Saved entries
● ● ● ●
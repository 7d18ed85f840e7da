use diesel::prelude::*;
use tracing::info;

use crate::db::DbPool;
use crate::error::{AppError, AppResult};
use crate::model::ItemRecord;
use crate::schema::items::dsl;
use crate::types::EnumeratedItem;

pub const MAX_ENUMERATED_ITEMS: i64 = 1000;

/// How one kind of per-user item is stored.
#[derive(Debug, Clone, Copy, PartialEq, Eq)]
pub struct StorageConfig {
    pub table_name: &'static str,
    /// Items carry a short summary that enumeration returns with them.
    pub use_summary_field: bool,
    /// Items may have an image stored alongside them.
    pub check_image: bool,
}

impl StorageConfig {
    pub const MEAL: Self = Self {
        table_name: "Meal",
        use_summary_field: true,
        check_image: true,
    };
    pub const PERSON_LIST: Self = Self {
        table_name: "PersonList",
        use_summary_field: false,
        check_image: false,
    };
    pub const VENUE_LIST: Self = Self {
        table_name: "VenueList",
        use_summary_field: false,
        check_image: false,
    };
}

/// Item names are 14 digit `yyyymmddhhmmss` stamps with a year no later than 3999.
pub fn is_valid_name(name: &str) -> bool {
    name.len() == 14 && name.bytes().all(|b| b.is_ascii_digit()) && name.as_bytes()[0] <= b'3'
}

#[derive(Clone)]
pub struct ItemStore {
    pool: DbPool,
    config: StorageConfig,
}

impl ItemStore {
    pub fn new(pool: DbPool, config: StorageConfig) -> Self {
        Self { pool, config }
    }

    fn check_name(name: &str) -> AppResult<()> {
        if is_valid_name(name) {
            Ok(())
        } else {
            Err(AppError::Invalid(format!("invalid item name {name:?}")))
        }
    }

    pub fn put(
        &self,
        user_key: &str,
        name: &str,
        data: String,
        summary: Option<String>,
    ) -> AppResult<()> {
        Self::check_name(name)?;
        let summary = match (self.config.use_summary_field, summary) {
            (true, Some(summary)) => Some(summary),
            (true, None) => return Err(AppError::Invalid("summary is required".to_string())),
            (false, _) => None,
        };

        let mut conn = self.pool.get()?;
        let record = ItemRecord {
            kind: self.config.table_name.to_string(),
            user_key: user_key.to_string(),
            name: name.to_string(),
            data_length: data.len() as i64,
            data,
            summary,
        };
        diesel::replace_into(dsl::items)
            .values(&record)
            .execute(&mut conn)?;

        info!(
            table = self.config.table_name,
            user_key,
            name,
            length = record.data_length,
            "item stored"
        );
        Ok(())
    }

    pub fn get(&self, user_key: &str, name: &str) -> AppResult<Option<String>> {
        Self::check_name(name)?;
        let mut conn = self.pool.get()?;
        Ok(dsl::items
            .find((self.config.table_name, user_key, name))
            .select(dsl::data)
            .first(&mut conn)
            .optional()?)
    }

    /// Returns false if there was nothing to delete.
    pub fn delete(&self, user_key: &str, name: &str) -> AppResult<bool> {
        Self::check_name(name)?;
        let mut conn = self.pool.get()?;
        let deleted = diesel::delete(dsl::items.find((self.config.table_name, user_key, name)))
            .execute(&mut conn)?;
        Ok(deleted > 0)
    }

    /// Up to `top` items, newest first, optionally only those older than `before`.
    pub fn enumerate(
        &self,
        user_key: &str,
        before: Option<&str>,
        top: i64,
    ) -> AppResult<Vec<EnumeratedItem>> {
        if !(1..=MAX_ENUMERATED_ITEMS).contains(&top) {
            return Err(AppError::Invalid(format!(
                "top must be between 1 and {MAX_ENUMERATED_ITEMS}"
            )));
        }
        if let Some(before) = before {
            Self::check_name(before)?;
        }

        let mut conn = self.pool.get()?;
        let mut query = dsl::items
            .filter(dsl::kind.eq(self.config.table_name))
            .filter(dsl::user_key.eq(user_key))
            .select(ItemRecord::as_select())
            .into_boxed();
        if let Some(before) = before {
            query = query.filter(dsl::name.lt(before));
        }
        let records: Vec<ItemRecord> = query
            .order(dsl::name.desc())
            .limit(top)
            .load(&mut conn)?;

        let use_summary = self.config.use_summary_field;
        Ok(records
            .into_iter()
            .map(|record| EnumeratedItem {
                name: record.name,
                data_length: record.data_length,
                data: record.data,
                summary: if use_summary { record.summary } else { None },
                // Image blobs live outside this service.
                has_remote_image: false,
            })
            .collect())
    }
}

#[cfg(test)]
mod tests {
    use super::*;
    use crate::db::test_support::TestDb;

    #[test]
    fn names_must_be_timestamps() {
        assert!(is_valid_name("20240131235959"));
        assert!(!is_valid_name("2024013123595"));
        assert!(!is_valid_name("40240131235959"));
        assert!(!is_valid_name("2024013123595a"));
    }

    #[test]
    fn put_get_delete() {
        let db = TestDb::new();
        let store = ItemStore::new(db.pool.clone(), StorageConfig::PERSON_LIST);

        store.put("u", "20240101000000", "alice,bob".into(), None).unwrap();
        assert_eq!(
            store.get("u", "20240101000000").unwrap().as_deref(),
            Some("alice,bob")
        );
        assert_eq!(store.get("other", "20240101000000").unwrap(), None);

        store.put("u", "20240101000000", "carol".into(), None).unwrap();
        assert_eq!(store.get("u", "20240101000000").unwrap().as_deref(), Some("carol"));

        assert!(store.delete("u", "20240101000000").unwrap());
        assert!(!store.delete("u", "20240101000000").unwrap());
    }

    #[test]
    fn meals_need_a_summary() {
        let db = TestDb::new();
        let store = ItemStore::new(db.pool.clone(), StorageConfig::MEAL);

        let result = store.put("u", "20240101000000", "{}".into(), None);
        assert!(matches!(result, Err(AppError::Invalid(_))));
        store
            .put("u", "20240101000000", "{}".into(), Some("Lunch".into()))
            .unwrap();

        let items = store.enumerate("u", None, 10).unwrap();
        assert_eq!(items[0].summary.as_deref(), Some("Lunch"));
    }

    #[test]
    fn kinds_do_not_mix() {
        let db = TestDb::new();
        let people = ItemStore::new(db.pool.clone(), StorageConfig::PERSON_LIST);
        let venues = ItemStore::new(db.pool.clone(), StorageConfig::VENUE_LIST);

        people.put("u", "20240101000000", "people".into(), None).unwrap();
        assert_eq!(venues.get("u", "20240101000000").unwrap(), None);
    }

    #[test]
    fn enumerate_is_newest_first_and_pages_with_before() {
        let db = TestDb::new();
        let store = ItemStore::new(db.pool.clone(), StorageConfig::VENUE_LIST);
        for name in ["20240101000000", "20240301000000", "20240201000000"] {
            store.put("u", name, name.to_string(), None).unwrap();
        }

        let names: Vec<String> = store
            .enumerate("u", None, 2)
            .unwrap()
            .into_iter()
            .map(|item| item.name)
            .collect();
        assert_eq!(names, ["20240301000000", "20240201000000"]);

        let older: Vec<String> = store
            .enumerate("u", Some("20240201000000"), 10)
            .unwrap()
            .into_iter()
            .map(|item| item.name)
            .collect();
        assert_eq!(older, ["20240101000000"]);
    }

    #[test]
    fn enumerate_bounds_top() {
        let db = TestDb::new();
        let store = ItemStore::new(db.pool.clone(), StorageConfig::VENUE_LIST);
        assert!(store.enumerate("u", None, 0).is_err());
        assert!(store.enumerate("u", None, MAX_ENUMERATED_ITEMS + 1).is_err());
    }
}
● ● ● ●
What this task involves ▸ Reproduce each line above that contains "AppError".

Task output ▸
use crate::error::{AppError, AppResult};
            Err(AppError::Invalid(format!("invalid item name {name:?}")))
            (true, None) => return Err(AppError::Invalid("summary is required".to_string())),
            return Err(AppError::Invalid(format!(
        assert!(matches!(result, Err(AppError::Invalid(_))));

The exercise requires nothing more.